On the red carpet of the 2019 Ivor Novello songwriting awards, which was held Thursday night (May 23) at Grosvenor House in London, England, DEEP PURPLE singer Ian Gillan was asked by NME if there are any new and rising rock bands that he pays attention to. He responded (see video below): "No, I steer clear of all that, and for a good reason. Because when I was in my formative years, I rejected Frank Sinatra and Bing Crosby and Andy Williams and Dean Martin, who I now realize were great artists. But at the time, I think as a young man, there's kind of a psychological vandalism that you have to make space for yourself. And I'm in that situation now, I think, where I've gotta step aside and I don't really wanna pass comment on new generations.

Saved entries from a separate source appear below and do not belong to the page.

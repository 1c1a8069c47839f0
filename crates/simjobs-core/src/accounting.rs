//! Accounting CSV metadata and the merge into job records.
//!
//! The accounting file keys rows by the job's csv id, so records are
//! re-keyed from simulator job id before joining.

use camino::Utf8Path;
use serde::Deserialize;
use std::collections::HashMap;
use std::io;
use thiserror::Error;

use crate::diagnostics::Diagnostic;
use crate::job::{JobRecord, JobTable};

#[derive(Error, Debug)]
pub enum AccountingError {
    #[error("failed to read accounting csv: {0}")]
    Csv(#[from] csv::Error),
    #[error("invalid {column} value in accounting csv: {value:?}")]
    InvalidField {
        column: &'static str,
        value: String,
    },
}

/// One row of the accounting csv, fields still unparsed. Extra columns are
/// ignored; the named columns must be present. Only JobID is parsed for
/// every row; the rest are parsed once the row matches a record.
#[derive(Debug, Deserialize)]
struct AccountingRow {
    #[serde(rename = "JobID")]
    job_id: String,
    #[serde(rename = "NNodes")]
    nnodes: String,
    #[serde(rename = "NCPUS")]
    ncpus: String,
    #[serde(rename = "IORate(MB)")]
    io_rate: String,
}

fn parse_field<T: std::str::FromStr>(
    column: &'static str,
    raw: &str,
) -> Result<T, AccountingError> {
    raw.parse().map_err(|_| AccountingError::InvalidField {
        column,
        value: raw.to_string(),
    })
}

/// Job records re-keyed by their accounting csv id.
#[derive(Debug)]
pub struct CorrelationMap {
    by_csv_id: HashMap<u64, JobRecord>,
    diagnostics: Vec<Diagnostic>,
}

impl CorrelationMap {
    /// Re-key a completed job table by csv id.
    ///
    /// Records are inserted in ascending job id order, so when two jobs
    /// claim the same csv id the higher job id wins deterministically and
    /// the collision is reported.
    pub fn from_table(table: JobTable) -> Self {
        let (records, diagnostics) = table.into_parts();
        let mut map = Self {
            by_csv_id: HashMap::with_capacity(records.len()),
            diagnostics,
        };
        for record in records {
            let csv_id = record.csv_id;
            let kept_job = record.job_id;
            if let Some(dropped) = map.by_csv_id.insert(csv_id, record) {
                map.diagnostics.push(Diagnostic::CsvIdCollision {
                    csv_id,
                    kept_job,
                    dropped_job: dropped.job_id,
                });
            }
        }
        map
    }

    /// Join accounting rows from `path` into the matching records.
    ///
    /// Rows whose JobID matches no csv id are skipped without touching
    /// their other columns; matching rows set nnodes, ntasks (from NCPUS)
    /// and io_rate with the usual overwrite-reports policy. A missing
    /// column, an unparseable JobID, or a malformed matched row is fatal.
    pub fn merge_accounting(&mut self, path: &Utf8Path) -> Result<(), AccountingError> {
        let reader = csv::ReaderBuilder::new()
            .trim(csv::Trim::All)
            .from_path(path)?;
        self.merge_reader(reader)
    }

    /// Join accounting rows from an already-open csv reader.
    pub fn merge_reader<R: io::Read>(
        &mut self,
        mut reader: csv::Reader<R>,
    ) -> Result<(), AccountingError> {
        for row in reader.deserialize() {
            let row: AccountingRow = row?;
            let job_id: u64 = parse_field("JobID", &row.job_id)?;
            let Some(record) = self.by_csv_id.get_mut(&job_id) else {
                continue;
            };
            let nnodes = parse_field("NNodes", &row.nnodes)?;
            let ncpus = parse_field("NCPUS", &row.ncpus)?;
            let io_rate = parse_field("IORate(MB)", &row.io_rate)?;
            let updates = [
                record.set_nnodes(nnodes),
                record.set_ntasks(ncpus),
                record.set_io_rate(io_rate),
            ];
            self.diagnostics.extend(updates.into_iter().flatten());
        }
        Ok(())
    }

    pub fn get(&self, csv_id: u64) -> Option<&JobRecord> {
        self.by_csv_id.get(&csv_id)
    }

    pub fn len(&self) -> usize {
        self.by_csv_id.len()
    }

    pub fn is_empty(&self) -> bool {
        self.by_csv_id.is_empty()
    }

    /// Consume the map, yielding records in ascending job id order and all
    /// diagnostics accumulated since the table build.
    pub fn into_parts(self) -> (Vec<JobRecord>, Vec<Diagnostic>) {
        let mut records: Vec<_> = self.by_csv_id.into_values().collect();
        records.sort_by_key(|r| r.job_id);
        (records, self.diagnostics)
    }
}

#[cfg(test)]
mod tests {
    use super::*;
    use crate::diagnostics::Field;
    use crate::events::{EventError, LifecycleEvent, TimedEvent};

    fn table(jobs: &[(u64, u64)]) -> JobTable {
        let events = jobs.iter().map(|&(job_id, csv_id)| {
            Ok::<_, EventError>(TimedEvent {
                event: LifecycleEvent::Submit { job_id, csv_id },
                sim_time: 0.0,
            })
        });
        JobTable::from_events(events).unwrap()
    }

    fn csv_reader(content: &str) -> csv::Reader<&[u8]> {
        csv::ReaderBuilder::new()
            .trim(csv::Trim::All)
            .from_reader(content.as_bytes())
    }

    #[test]
    fn test_merge_sets_metadata() {
        let mut map = CorrelationMap::from_table(table(&[(5, 2)]));
        let rows = "JobID,NNodes,NCPUS,IORate(MB)\n2,4,16,3.2\n";
        map.merge_reader(csv_reader(rows)).unwrap();

        let record = map.get(2).unwrap();
        assert_eq!(record.job_id, 5);
        assert_eq!(record.nnodes, Some(4));
        assert_eq!(record.ntasks, Some(16));
        assert_eq!(record.io_rate, Some(3.2));
    }

    #[test]
    fn test_unmatched_row_skipped() {
        let mut map = CorrelationMap::from_table(table(&[(5, 2)]));
        let rows = "JobID,NNodes,NCPUS,IORate(MB)\n99,4,16,3.2\n";
        map.merge_reader(csv_reader(rows)).unwrap();
        assert_eq!(map.get(2).unwrap().nnodes, None);
    }

    #[test]
    fn test_column_order_irrelevant_and_extras_ignored() {
        let mut map = CorrelationMap::from_table(table(&[(1, 7)]));
        let rows = "Account,IORate(MB),NCPUS,JobID,NNodes\nproj,1.5,8,7,2\n";
        map.merge_reader(csv_reader(rows)).unwrap();

        let record = map.get(7).unwrap();
        assert_eq!(record.nnodes, Some(2));
        assert_eq!(record.ntasks, Some(8));
        assert_eq!(record.io_rate, Some(1.5));
    }

    #[test]
    fn test_malformed_matched_row_is_fatal() {
        let mut map = CorrelationMap::from_table(table(&[(1, 7)]));
        let rows = "JobID,NNodes,NCPUS,IORate(MB)\n7,not-a-number,8,1.5\n";
        assert!(matches!(
            map.merge_reader(csv_reader(rows)),
            Err(AccountingError::InvalidField { column: "NNodes", .. })
        ));
    }

    #[test]
    fn test_malformed_unmatched_row_is_skipped() {
        let mut map = CorrelationMap::from_table(table(&[(5, 2)]));
        // Row 99 matches nothing, so its bad NNodes must not be parsed.
        let rows = "JobID,NNodes,NCPUS,IORate(MB)\n99,N/A,16,3.2\n2,4,16,3.2\n";
        map.merge_reader(csv_reader(rows)).unwrap();

        let record = map.get(2).unwrap();
        assert_eq!(record.nnodes, Some(4));
        assert_eq!(record.ntasks, Some(16));
        assert_eq!(record.io_rate, Some(3.2));
    }

    #[test]
    fn test_unparseable_job_id_is_fatal() {
        let mut map = CorrelationMap::from_table(table(&[(5, 2)]));
        let rows = "JobID,NNodes,NCPUS,IORate(MB)\nabc,4,16,3.2\n";
        assert!(matches!(
            map.merge_reader(csv_reader(rows)),
            Err(AccountingError::InvalidField { column: "JobID", .. })
        ));
    }

    #[test]
    fn test_repeated_row_overwrites_and_warns() {
        let mut map = CorrelationMap::from_table(table(&[(1, 7)]));
        let rows = "JobID,NNodes,NCPUS,IORate(MB)\n7,2,8,1.5\n7,3,9,2.5\n";
        map.merge_reader(csv_reader(rows)).unwrap();

        let record = map.get(7).unwrap();
        assert_eq!(record.nnodes, Some(3));
        assert_eq!(record.ntasks, Some(9));
        assert_eq!(record.io_rate, Some(2.5));

        let (_, diagnostics) = map.into_parts();
        assert_eq!(
            diagnostics,
            vec![
                Diagnostic::Overwrite { job_id: 1, field: Field::Nnodes },
                Diagnostic::Overwrite { job_id: 1, field: Field::Ntasks },
                Diagnostic::Overwrite { job_id: 1, field: Field::IoRate },
            ]
        );
    }

    #[test]
    fn test_csv_id_collision_keeps_higher_job_id() {
        let map = CorrelationMap::from_table(table(&[(4, 3), (9, 3)]));
        assert_eq!(map.len(), 1);
        assert_eq!(map.get(3).unwrap().job_id, 9);

        let (_, diagnostics) = map.into_parts();
        assert_eq!(
            diagnostics,
            vec![Diagnostic::CsvIdCollision {
                csv_id: 3,
                kept_job: 9,
                dropped_job: 4
            }]
        );
    }

    #[test]
    fn test_missing_file_is_fatal() {
        let mut map = CorrelationMap::from_table(table(&[(1, 1)]));
        assert!(map
            .merge_accounting(Utf8Path::new("/no/such/accounting.csv"))
            .is_err());
    }
}
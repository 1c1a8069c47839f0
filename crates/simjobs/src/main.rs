//! simjobs - merge emulator job timings with accounting metadata.

use camino::Utf8PathBuf;
use clap::Parser;
use miette::{IntoDiagnostic, Result};
use simjobs_core::{CorrelationMap, EventStream, JobTable};
use tracing_subscriber::{layer::SubscriberExt, util::SubscriberInitExt};

#[derive(Parser, Debug)]
#[command(name = "simjobs")]
#[command(about = "Merge emulator job timings with accounting metadata into a CSV report")]
pub struct Args {
    /// Accounting CSV with JobID, NNodes, NCPUS, IORate(MB) columns
    pub job_file: Utf8PathBuf,

    /// Emulator log to extract job lifecycle events from
    pub emulator_output: Utf8PathBuf,

    /// Destination path for the combined CSV report
    pub outfile: Utf8PathBuf,
}

fn main() -> Result<()> {
    // Initialize tracing; RUST_LOG overrides the default warn level
    tracing_subscriber::registry()
        .with(tracing_subscriber::fmt::layer().with_target(false))
        .with(
            tracing_subscriber::EnvFilter::try_from_default_env()
                .unwrap_or_else(|_| tracing_subscriber::EnvFilter::new("warn")),
        )
        .init();

    let args = Args::parse();

    let events = EventStream::open(&args.emulator_output).into_diagnostic()?;
    let table = JobTable::from_events(events).into_diagnostic()?;

    let mut correlated = CorrelationMap::from_table(table);
    correlated.merge_accounting(&args.job_file).into_diagnostic()?;

    let (mut records, diagnostics) = correlated.into_parts();
    for diag in &diagnostics {
        tracing::warn!("{diag}");
    }

    simjobs_core::write_report_file(&args.outfile, &mut records).into_diagnostic()?;

    Ok(())
}
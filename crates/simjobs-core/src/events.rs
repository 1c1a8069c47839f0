//! Lifecycle event extraction from emulator log output.
//!
//! The log is unstructured text; only five line shapes carry meaning. Clock
//! announcements update a running simulation time, and each lifecycle line
//! yields an event stamped with the clock value in effect when it was read.

use camino::Utf8Path;
use once_cell::sync::Lazy;
use regex::Regex;
use std::fs::File;
use std::io::{self, BufRead, BufReader};
use thiserror::Error;

static SIM_TIME_RE: Lazy<Regex> =
    Lazy::new(|| Regex::new(r"Triggering.*Curr sim time: ([0-9.]+)").expect("valid sim time regex"));
static SUBMIT_RE: Lazy<Regex> =
    Lazy::new(|| Regex::new(r"submitted job ([0-9]+) \(([0-9]+) in csv\)").expect("valid submit regex"));
static SCHEDULE_RE: Lazy<Regex> =
    Lazy::new(|| Regex::new(r"scheduled job ([0-9]+)").expect("valid schedule regex"));
static RUN_RE: Lazy<Regex> = Lazy::new(|| {
    Regex::new(r"job ([0-9]+)'s state to starting then running").expect("valid run regex")
});
static COMPLETE_RE: Lazy<Regex> =
    Lazy::new(|| Regex::new(r"Job ([0-9]+) completed").expect("valid complete regex"));

#[derive(Error, Debug)]
pub enum EventError {
    #[error("failed to read emulator log: {0}")]
    Io(#[from] io::Error),
    #[error("unparseable number in log line: {0}")]
    BadNumber(String),
}

/// A job lifecycle stage observed in the log.
#[derive(Debug, Clone, Copy, PartialEq, Eq)]
pub enum LifecycleEvent {
    /// Job entered the system; carries both the simulator id and the
    /// job's row id in the accounting csv.
    Submit { job_id: u64, csv_id: u64 },
    Schedule { job_id: u64 },
    Run { job_id: u64 },
    Complete { job_id: u64 },
}

impl LifecycleEvent {
    pub fn job_id(&self) -> u64 {
        match self {
            Self::Submit { job_id, .. }
            | Self::Schedule { job_id }
            | Self::Run { job_id }
            | Self::Complete { job_id } => *job_id,
        }
    }
}

/// A lifecycle event stamped with the simulation clock in effect when its
/// line was read.
#[derive(Debug, Clone, Copy, PartialEq)]
pub struct TimedEvent {
    pub event: LifecycleEvent,
    pub sim_time: f64,
}

/// Lazy event stream over an emulator log.
///
/// Line shapes are tested in a fixed priority order and a line matches at
/// most one; a clock line never yields an event. Lines matching nothing
/// are skipped. The clock starts at 0.0 until the first announcement.
pub struct EventStream<R> {
    lines: io::Lines<R>,
    sim_time: f64,
}

impl EventStream<BufReader<File>> {
    /// Open a log file for streaming. The handle is released when the
    /// stream is dropped.
    pub fn open(path: &Utf8Path) -> io::Result<Self> {
        let file = File::open(path)?;
        Ok(Self::new(BufReader::new(file)))
    }
}

impl<R: BufRead> EventStream<R> {
    pub fn new(reader: R) -> Self {
        Self {
            lines: reader.lines(),
            sim_time: 0.0,
        }
    }

    fn match_line(&mut self, line: &str) -> Result<Option<TimedEvent>, EventError> {
        if let Some(caps) = SIM_TIME_RE.captures(line) {
            self.sim_time = parse_f64(&caps[1])?;
            return Ok(None);
        }
        if let Some(caps) = SUBMIT_RE.captures(line) {
            return Ok(Some(self.stamp(LifecycleEvent::Submit {
                job_id: parse_u64(&caps[1])?,
                csv_id: parse_u64(&caps[2])?,
            })));
        }
        if let Some(caps) = SCHEDULE_RE.captures(line) {
            return Ok(Some(self.stamp(LifecycleEvent::Schedule {
                job_id: parse_u64(&caps[1])?,
            })));
        }
        if let Some(caps) = RUN_RE.captures(line) {
            return Ok(Some(self.stamp(LifecycleEvent::Run {
                job_id: parse_u64(&caps[1])?,
            })));
        }
        if let Some(caps) = COMPLETE_RE.captures(line) {
            return Ok(Some(self.stamp(LifecycleEvent::Complete {
                job_id: parse_u64(&caps[1])?,
            })));
        }
        Ok(None)
    }

    fn stamp(&self, event: LifecycleEvent) -> TimedEvent {
        TimedEvent {
            event,
            sim_time: self.sim_time,
        }
    }
}

impl<R: BufRead> Iterator for EventStream<R> {
    type Item = Result<TimedEvent, EventError>;

    fn next(&mut self) -> Option<Self::Item> {
        loop {
            let line = match self.lines.next()? {
                Ok(line) => line,
                Err(e) => return Some(Err(e.into())),
            };
            match self.match_line(&line) {
                Ok(Some(event)) => return Some(Ok(event)),
                Ok(None) => continue,
                Err(e) => return Some(Err(e)),
            }
        }
    }
}

fn parse_u64(s: &str) -> Result<u64, EventError> {
    s.parse().map_err(|_| EventError::BadNumber(s.to_string()))
}

fn parse_f64(s: &str) -> Result<f64, EventError> {
    s.parse().map_err(|_| EventError::BadNumber(s.to_string()))
}
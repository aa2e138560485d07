//! Benchmarks for the core list operations.
//!
//! Run with: cargo bench

use criterion::{black_box, criterion_group, criterion_main, Criterion, Throughput};
use sentinel_list::list::SentinelList;

const ELEMENTS: u64 = 1_000;

fn int_list() -> SentinelList<u64> {
    SentinelList::builder()
        .destroy_with(drop)
        .compare_with(|a: &u64, b: &u64| a.cmp(b))
        .build()
        .unwrap()
}

fn bench_add(c: &mut Criterion) {
    let mut group = c.benchmark_group("add");
    group.throughput(Throughput::Elements(ELEMENTS));

    group.bench_function("fresh", |b| {
        b.iter(|| {
            let mut list = int_list();
            for i in 0..ELEMENTS {
                list.add(black_box(i)).unwrap();
            }
            list
        });
    });

    // Slot reuse: the list is cleared once per iteration, so every add after
    // the first round pops a free slot instead of growing the storage.
    let mut list = int_list();
    group.bench_function("reused", |b| {
        b.iter(|| {
            for i in 0..ELEMENTS {
                list.add(black_box(i)).unwrap();
            }
            list.clear().unwrap();
        });
    });

    group.finish();
}

fn bench_remove_at(c: &mut Criterion) {
    let mut group = c.benchmark_group("remove_at");
    group.throughput(Throughput::Elements(ELEMENTS));

    let mut list = int_list();
    group.bench_function("front", |b| {
        b.iter(|| {
            for i in 0..ELEMENTS {
                list.add(i).unwrap();
            }
            for _ in 0..ELEMENTS {
                black_box(list.remove_at(0).unwrap());
            }
        });
    });

    group.finish();
}

fn bench_find_index(c: &mut Criterion) {
    let mut list = int_list();
    for i in 0..ELEMENTS {
        list.add(i).unwrap();
    }

    c.bench_function("find_index/miss", |b| {
        b.iter(|| black_box(list.find_index(&u64::MAX).unwrap()));
    });

    c.bench_function("find_index/last", |b| {
        b.iter(|| black_box(list.find_index(&0).unwrap()));
    });
}

criterion_group!(benches, bench_add, bench_remove_at, bench_find_index);
criterion_main!(benches);
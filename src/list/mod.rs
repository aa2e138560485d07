// Copyright 2026 Colin Finck <colin@reactos.org>
// SPDX-License-Identifier: MIT OR Apache-2.0

mod arena;
mod hooks;
mod owning;

pub use arena::{Iter, IterMut};
pub use hooks::*;
pub use owning::*;
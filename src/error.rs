// Copyright 2026 Colin Finck <colin@reactos.org>
// SPDX-License-Identifier: MIT OR Apache-2.0

use thiserror::Error;

/// Errors reported by list operations.
///
/// All errors are reported synchronously to the immediate caller and nothing
/// is retried internally.
#[derive(Clone, Copy, Debug, Error, PartialEq, Eq)]
pub enum ListError {
    /// A required hook was not supplied when building the list.
    #[error("a required hook was not supplied")]
    InvalidArgument,

    /// Storage for the list or a new node could not be reserved.
    #[error("storage for the list could not be reserved")]
    AllocationError,

    /// The removal index does not address a live element.
    #[error("index {index} is out of range for a list of {len} elements")]
    IndexOutOfRange {
        /// The index that was passed in.
        index: usize,
        /// The number of elements the list held at that moment.
        len: usize,
    },

    /// The operation was attempted on a list that has already been destroyed.
    #[error("the list has already been destroyed")]
    InvalidState,
}
//! Contains [ImageCatalog], the list of images the user opened.

use std::fs;
use std::io;
use std::path::{Path, PathBuf};

use egui::load::{ImagePoll, SizeHint};
use egui::{Context, Image, RichText, Ui};

use gui::thumbnails::{self, PreviewError, ThumbnailPreview};

/// File extensions (lowercase) that can be opened.
pub const IMAGE_EXTENSIONS: &[&str] = &["jpg", "jpeg", "png", "tif", "tiff"];

/// How tall thumbnails are drawn.
const THUMBNAIL_HEIGHT: f32 = 96.0;

/// Whether `path` has one of the [IMAGE_EXTENSIONS].
pub fn is_supported_image(path: &Path) -> bool {
    path.extension()
        .and_then(|ext| ext.to_str())
        .is_some_and(|ext| IMAGE_EXTENSIONS.contains(&ext.to_ascii_lowercase().as_str()))
}

/// The opened images. An image's id is its index in the catalog.
#[derive(Debug, Default)]
pub struct ImageCatalog {
    paths: Vec<PathBuf>,
}

impl ImageCatalog {
    pub fn len(&self) -> usize {
        self.paths.len()
    }

    pub fn is_empty(&self) -> bool {
        self.paths.is_empty()
    }

    pub fn path(&self, id: usize) -> Option<&Path> {
        self.paths.get(id).map(PathBuf::as_path)
    }

    /// Adds the supported images among `files` that aren't in the catalog
    /// yet, returning how many were added.
    pub fn add_files(&mut self, files: impl IntoIterator<Item = PathBuf>) -> usize {
        let before = self.paths.len();

        for file in files {
            if !is_supported_image(&file) {
                util::debug_log_info!("Skipping unsupported file `{}`.", file.display());
                continue;
            }
            if !self.paths.contains(&file) {
                self.paths.push(file);
            }
        }

        self.paths.len() - before
    }

    /// Adds every supported image directly inside `dir` (sorted by path),
    /// returning how many were added.
    pub fn add_directory(&mut self, dir: &Path) -> io::Result<usize> {
        let mut files = Vec::new();
        for entry in fs::read_dir(dir)? {
            let path = entry?.path();
            if path.is_file() && is_supported_image(&path) {
                files.push(path);
            }
        }
        files.sort();

        Ok(self.add_files(files))
    }

    /// The URI egui's image loaders use for the image.
    fn uri(path: &Path) -> String {
        format!("file://{}", path.display())
    }

    /// How many images are done loading (successfully or not). Polling also
    /// starts loading any image that hasn't been requested yet.
    pub fn finished_loads(&self, ctx: &Context) -> usize {
        self.paths
            .iter()
            .filter(|path| {
                !matches!(
                    ctx.try_load_image(&Self::uri(path), SizeHint::default()),
                    Ok(ImagePoll::Pending { .. })
                )
            })
            .count()
    }

    /// Draws the thumbnail of a single image with its id and file name below.
    fn thumbnail(&self, ui: &mut Ui, id: usize, path: &Path) {
        ui.vertical(|ui| {
            ui.add(Image::new(Self::uri(path)).max_height(THUMBNAIL_HEIGHT));

            let name = path
                .file_name()
                .map_or_else(|| path.display().to_string(), |name| name.to_string_lossy().into());
            ui.label(RichText::new(format!("#{id} {name}")).small());
        });
    }
}

impl ThumbnailPreview for ImageCatalog {
    fn tooltip(&self, ui: &mut Ui, ids: &[usize]) -> Result<(), PreviewError> {
        thumbnails::check_ids(ids, self.len())?;

        ui.horizontal(|ui| {
            for &id in ids {
                if let Some(path) = self.path(id) {
                    self.thumbnail(ui, id, path);
                }
            }
        });
        Ok(())
    }
}

#[cfg(test)]
mod tests {
    use egui::{CentralPanel, RawInput};

    use super::*;

    fn temp_dir(name: &str) -> PathBuf {
        let dir = std::env::temp_dir().join(format!("pano-stitcher-{name}-{}", std::process::id()));
        _ = fs::remove_dir_all(&dir);
        fs::create_dir_all(&dir).expect("Creating a temp dir should work.");
        dir
    }

    #[test]
    fn supported_extensions_ignore_case() {
        assert!(is_supported_image(Path::new("a/b/IMG_001.JPG")));
        assert!(is_supported_image(Path::new("scan.tiff")));
        assert!(!is_supported_image(Path::new("notes.txt")));
        assert!(!is_supported_image(Path::new("no_extension")));
    }

    #[test]
    fn duplicates_and_unsupported_files_are_skipped() {
        let mut catalog = ImageCatalog::default();
        let added = catalog.add_files([
            PathBuf::from("a.jpg"),
            PathBuf::from("readme.md"),
            PathBuf::from("b.png"),
            PathBuf::from("a.jpg"),
        ]);

        assert_eq!(added, 2);
        assert_eq!(catalog.path(0), Some(Path::new("a.jpg")));
        assert_eq!(catalog.path(1), Some(Path::new("b.png")));
        assert_eq!(catalog.path(2), None);
    }

    #[test]
    fn directory_images_are_added_in_order() {
        let dir = temp_dir("catalog");
        for name in ["c.jpg", "a.png", "b.txt", "d.JPEG"] {
            fs::write(dir.join(name), b"").expect("Writing a temp file should work.");
        }
        fs::create_dir(dir.join("nested.jpg")).expect("Creating a temp dir should work.");

        let mut catalog = ImageCatalog::default();
        assert_eq!(catalog.add_directory(&dir).expect("The dir exists."), 3);
        assert_eq!(catalog.path(0), Some(dir.join("a.png").as_path()));
        assert_eq!(catalog.path(1), Some(dir.join("c.jpg").as_path()));
        assert_eq!(catalog.path(2), Some(dir.join("d.JPEG").as_path()));

        _ = fs::remove_dir_all(&dir);
    }

    #[test]
    fn missing_directory_is_an_error() {
        let mut catalog = ImageCatalog::default();
        assert!(catalog.add_directory(Path::new("/definitely/not/here")).is_err());
        assert!(catalog.is_empty());
    }

    #[test]
    fn tooltip_rejects_unknown_images() {
        let mut catalog = ImageCatalog::default();
        catalog.add_files([PathBuf::from("a.jpg")]);

        let ctx = Context::default();
        let mut result = Ok(());
        _ = ctx.run(RawInput::default(), |ctx| {
            CentralPanel::default().show(ctx, |ui| {
                result = catalog.tooltip(ui, &[0, 3]);
            });
        });

        assert_eq!(result, Err(PreviewError::ImageOutOfRange { id: 3, len: 1 }));
    }

    #[test]
    fn tooltip_draws_known_images() {
        let mut catalog = ImageCatalog::default();
        catalog.add_files([PathBuf::from("a.jpg"), PathBuf::from("b.png")]);

        let ctx = Context::default();
        let mut result = Err(PreviewError::NoImages);
        _ = ctx.run(RawInput::default(), |ctx| {
            CentralPanel::default().show(ctx, |ui| {
                result = catalog.tooltip(ui, &[1, 0]);
            });
        });

        assert_eq!(result, Ok(()));
    }
}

"I remember my uncle, who was a jazz pianist, when we did DEEP PURPLE 'In Rock', he ran from the room screaming, holding his ears: 'I can't hear anything. I can't hear any instruments,'" he continued. "And I was rubbing my hands going, 'Great.' So I had upset the previous generation, a man I respect highly. So I don't think it's right to pass comment.
"One of the funniest things I ever saw was when David Cameron was the prime minister [of the United Kingdom], and when asked who his favorite bands were, he said THE SMITHS. And my head started rattling, and I just imagined Morrissey sort of pulling his nose off over something like that. So it's that kind of thing — you don't really wanna pass comment."
The Mark II lineup of DEEP PURPLE was honored with the "International Achievement" award at 2019 Ivor Novello songwriting awards.
Gillan, bassist Roger Glover and drummer Ian Paice attended the ceremony and picked up the award, a solid bronze sculpture of Euterpe, the muse of lyric poetry. They were honored alongside former PURPLE guitarist Ritchie Blackmore and late keyboardist Jon Lord.
The Ivor Novello organizers said they were "acknowledging an exceptional legacy that has inspired and shaped generations of hard rock musicians all over the world" by presenting the "International Achievement" award to DEEP PURPLE, which was formed in 1968 in Hertford, Hertfordshire.
Now in its 64th year, the ceremony celebrates excellence in British and Irish songwriting and composing, and also recognizes a number of artists for their wider contribution to U.K. music.